I would like to use some code from an MIT-licensed project I don't own (let's call it project A), in a project (B) with a different license. It is my understanding that I can do whatever I want with this MIT-licensed code, as long as the license and attribution stay with the code.

In this case, the license is in a file at the root of project A's repository. Is it OK to copy a file from project A to project B, and add the license's content in a header in this file, instead of keeping it as a separate file? Do I have to keep the license file somewhere instead, and if I do, how should I specify which files in the project are under this license? Is a link to the original repository/license added at the top of the copied file enough?

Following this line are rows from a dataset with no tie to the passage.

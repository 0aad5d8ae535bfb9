use super::super::state::{BackgroundTransform, EditorTool};
use super::command::StylePatch;
use crate::export::ExportSettings;
use crate::shared::EditorOptions;

/// App-Intent-Events.
/// Intents sind Eingaben aus UI/System ohne direkte Mutationslogik.
/// Zeigerpositionen sind bereits in Weltkoordinaten umgerechnet.
#[derive(Debug, Clone)]
pub enum AppIntent {
    /// Datei öffnen (zeigt Dateidialog)
    OpenFileRequested,
    /// Datei speichern (unter aktuellem Pfad oder mit Dialog)
    SaveRequested,
    /// Datei unter neuem Pfad speichern
    SaveAsRequested,
    /// Anwendung beenden
    ExitRequested,
    /// Datei wurde im Dialog ausgewählt (Laden)
    FileSelected { path: String },
    /// Speicherpfad wurde im Dialog ausgewählt
    SaveFilePathSelected { path: String },

    /// Export-Einstellungsdialog öffnen
    ExportDialogRequested,
    /// Export-Einstellungsdialog geschlossen ohne Export
    ExportDialogCancelled,
    /// Export-Einstellungen geändert
    ExportSettingsChanged { settings: ExportSettings },
    /// Export bestätigt (öffnet Ziel-Dateidialog)
    ExportConfirmed,
    /// Export-Zielpfad wurde im Dialog ausgewählt
    ExportFilePathSelected { path: String },

    /// Kamera auf Standard zurücksetzen
    ResetCameraRequested,
    /// Stufenweise hineinzoomen
    ZoomInRequested,
    /// Stufenweise herauszoomen
    ZoomOutRequested,
    /// Viewport-Größe hat sich geändert
    ViewportResized { size: [f32; 2] },
    /// Kamera um Screen-Delta verschieben (Mitteltaste, Hand-Tool, Space)
    CameraPan { delta_screen: glam::Vec2 },
    /// Kamera zoomen auf einen Screen-Fokuspunkt
    CameraZoom {
        factor: f32,
        focus_screen: glam::Vec2,
    },

    /// Editor-Werkzeug wechseln
    SetEditorToolRequested { tool: EditorTool },
    /// Primärtaste gedrückt (Weltposition, Shift-Zustand)
    PointerPressed { world_pos: glam::Vec2, shift: bool },
    /// Zeiger bewegt
    PointerMoved { world_pos: glam::Vec2 },
    /// Primärtaste losgelassen
    PointerReleased { world_pos: glam::Vec2 },
    /// Doppelklick mit der Primärtaste
    PointerDoubleClicked { world_pos: glam::Vec2 },
    /// Anker-Drag auf einem selektierten Pfad gestartet
    /// (`anchor` = flacher Koordinatenindex)
    AnchorDragStarted { path_id: u64, anchor: usize },
    /// Anker-Drag-Position aktualisiert
    AnchorDragUpdated { world_pos: glam::Vec2 },
    /// Anker-Drag beendet
    AnchorDragEnded,

    /// Stift-Pfad abschließen (Enter / F / Doppelklick)
    FinalizePenRequested,
    /// Selektierte Pfade löschen (Backspace / Delete)
    DeleteSelectedRequested,
    /// Selektion aufheben (Escape)
    ClearSelectionRequested,
    /// Zwei selektierte Pfade verbinden
    JoinSelectedRequested,

    /// Stiländerung aus dem Eigenschaften-Panel (Commit)
    StyleChangeRequested { patch: StylePatch },
    /// Glättung der Selektion umschalten
    SetSmoothRequested { smooth: bool },
    /// Glättungs-Spannung der Selektion ändern
    SetSmoothTensionRequested { tension: f32 },
    /// Eckenradius-Vorschau während Slider-Drag (None = Vorschau beenden)
    CornerRadiusPreview { value: Option<f32> },

    /// Hintergrundbild-Dialog öffnen
    BackgroundImageSelectionRequested,
    /// Hintergrundbild wurde im Dialog ausgewählt
    BackgroundImageSelected { path: String },
    /// Hintergrundbild entfernen
    BackgroundImageCleared,
    /// Deckung des Hintergrundbilds ändern
    SetBackgroundOpacity { opacity: f32 },
    /// Lage des Hintergrundbilds ändern (Edit-Modus)
    SetBackgroundTransform { transform: BackgroundTransform },
    /// Hintergrund sperren/entsperren
    SetBackgroundLocked { locked: bool },
    /// Hintergrund-Bearbeitungsmodus umschalten
    SetBackgroundEditMode { enabled: bool },
    /// Sichtbarkeit der Hintergrund-Ebene umschalten
    ToggleBackgroundVisibility,
    /// Sichtbarkeit der Neon-Ebene umschalten
    ToggleNeonVisibility,
    /// Winkelwarnungen umschalten
    ToggleAngleWarnings,

    /// Undo: Letzte Aktion rückgängig machen
    UndoRequested,
    /// Redo: Rückgängig gemachte Aktion wiederherstellen
    RedoRequested,

    /// Options-Dialog öffnen
    OpenOptionsDialogRequested,
    /// Options-Dialog schließen
    CloseOptionsDialogRequested,
    /// Optionen wurden geändert (sofortige Anwendung)
    OptionsChanged { options: EditorOptions },
    /// Optionen auf Standardwerte zurücksetzen
    ResetOptionsRequested,
}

  • What licence do you intend to release project B under?
    – MadHatter
    Commented Jun 4, 2020 at 6:27
  • @MadHatter it’s an internal, proprietary project that won’t be used outside of my org anytime soon, we haven’t even bothered choosing a license. But I want the codebase to be clean IP-wise.
    – Hey
    Commented Jun 4, 2020 at 8:19

1 Answer 1


Adding the (unmodified) license including the authorship & copyright notice to the header of each file you copy, should be fine - and makes clear(er) which files fall under that license. Thus this version is IMHO preferrable over a solution where you keep the original license file and another for the files of your project and the need to indicate which files are under which license.

If applicable and possible you could put the copied files in their own sub-directory along with the license file. That way it is also very clear that all files in that directory fall under the license found adjacent to it.

Just linking to the original source does not suffice as it fails the desert island test as it requires an online connection to obtain the information about the rights you have on those files.